強打をした場合は、相手が左右どちらかに先に勘で動いて、それが当たって取れたとしても、まだこちらに有利な状況が続く可能性が高いですが、ドロップを読まれるとカウンターを受け、逆に得点されてしまう可能性が高くなります。

ドロップは、相手が余裕で追いつけてしまったら、浅い位置から打てる単なるチャンスボールです。そして、相手が、ドロップを読んで、こちらが打つより先に前に動き出すと、簡単に追いつける可能性が高くなります。ですので、ドロップを打つ際は、相手に読まれない事が非常に重要になります。

 

 

フェイントのコツ

フォームでバレないようにするための、フェイントのコツは、他のショット(特にトップスピンの強打)が打てる構えをギリギリまでしておいて、直前にドロップに変える事です。握り方もギリギリまでトップスピンの握りのままにしておくのが基本です。

ドロップをするときのグリップは、コンチネンタルが基本で、トップスピンを打つ時とは、握り方が違うので、ドロップを打つ寸前に握り変える必要があります。

この時、左手がラケットのスロート部分に添えてあると、左手でラケットを持ちながらコンチネンタルに変えられるので、グリップチェンジが簡単にできます。

普段は左手を添えず、ドロップを打つ時だけ添えてしまうと、ドロップを打とうとしているのがバレバレになってしまいますので、普段のストロークの時からギリギリまで左手を添えておくクセを付けておくことが必要です。

 

 

相手に読ませないためには、使う場面、頻度にも気を付ける

相手に読ませないためには、フォームの他に使う場面にも注意が必要です。

「こういう場面ではドロップをほぼ毎回使う」と相手に気づかれると、フォームでバレなくてもドロップを読まれるようになります。他の技術に自信が無く、「ドロップしか使えない」という場面があるようだと危険です。
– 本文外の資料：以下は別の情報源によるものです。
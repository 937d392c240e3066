use std::sync::Mutex;
use std::time::Duration;

use indicatif::{ProgressBar, ProgressDrawTarget, ProgressStyle};

/// One bar tracking elapsed time against the whole timeline.
///
/// The bar is created lazily on the first update so runs that never report progress leave
/// the terminal untouched.
pub(crate) struct HumanProgress {
    bar: Mutex<Option<ProgressBar>>,
}

impl HumanProgress {
    pub(crate) fn new() -> Self {
        Self {
            bar: Mutex::new(None),
        }
    }

    pub(crate) fn update(&self, total: Duration, elapsed: Duration, message: String) {
        let mut inner = self
            .bar
            .lock()
            .unwrap_or_else(|poisoned| poisoned.into_inner());

        let pb = inner.get_or_insert_with(|| {
            let pb = ProgressBar::with_draw_target(Some(0), ProgressDrawTarget::stderr_with_hz(5));
            pb.set_style(bar_style());
            pb.set_prefix("run");
            pb
        });

        let total_ms = total.as_millis() as u64;
        pb.set_length(total_ms);
        pb.set_position((elapsed.as_millis() as u64).min(total_ms));
        pb.set_message(message);
    }

    pub(crate) fn finish(&self) {
        let mut inner = self
            .bar
            .lock()
            .unwrap_or_else(|poisoned| poisoned.into_inner());

        if let Some(pb) = inner.take() {
            pb.finish_and_clear();
        }
    }
}

fn bar_style() -> ProgressStyle {
    ProgressStyle::with_template("{prefix} [ {bar:20.cyan/blue} ] {percent:>3}% {msg}")
        .unwrap_or_else(|_| ProgressStyle::default_bar())
        .progress_chars("█░")
}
例えば、「バックのトップスピンに自信がなくて、浅くて低めのチャンスボールは、ほぼドロップで打ってしまう」といったことがあると、相手は、その場面では、ドロップを警戒するようになります。ドロップに頼りすぎず、しっかり他の技術も磨いていく必要があります。


また、使う頻度が多すぎると、相手は常にドロップが来るかどうか注意を払うようになり、ドロップの効果が下がってしまいます。

「強打と見せかけてドロップ」の割合も、多くても3割くらいを限度にすべきです。あまりにもドロップの割合が多いと相手は一か八かで、こちらが打つ前にネットに詰めてくるようになります。そして、相手がその賭けに成功した場合、高確率でこちらのピンチを招いてしまいます。



次からの記事2つでは、「浅くする」ドロップ、「角度をつける」ドロップを実際にプロがどうやって打っているのかを動画で紹介していきます。




今回の重要ポイント

○ドロップには、「浅くするドロップ」、「角度をつけるドロップ」の2種類がある。

○「浅くする」タイプでは、一度打ち上げるように打つ事で速度を減速させる。軌道の頂点がネットよりもかなり手前になる。下回転をある程度多くかける。ストレートに打つのが基本。

○「角度をつける」タイプは、「浅くする」タイプよりは、速度があり、直線的な軌道になる。

○ドロップは、強打と見せかけたフェイントの後に打つのが有効。

○ドロップは、余裕を持って追いつかれると単なるチャンスボールになってしまうため、相手にドロップが来ると事前に読まれない事が非常に重要。

○フォームでバレないためには、ギリギリまで、他のショットを打てる構えをキープする。グリップチェンジがスムーズにできるよう普段のストロークの時からギリギリまで左手を添えておく。

○読まれないためには、フォームの他に、使う場面と頻度にも注意が必要。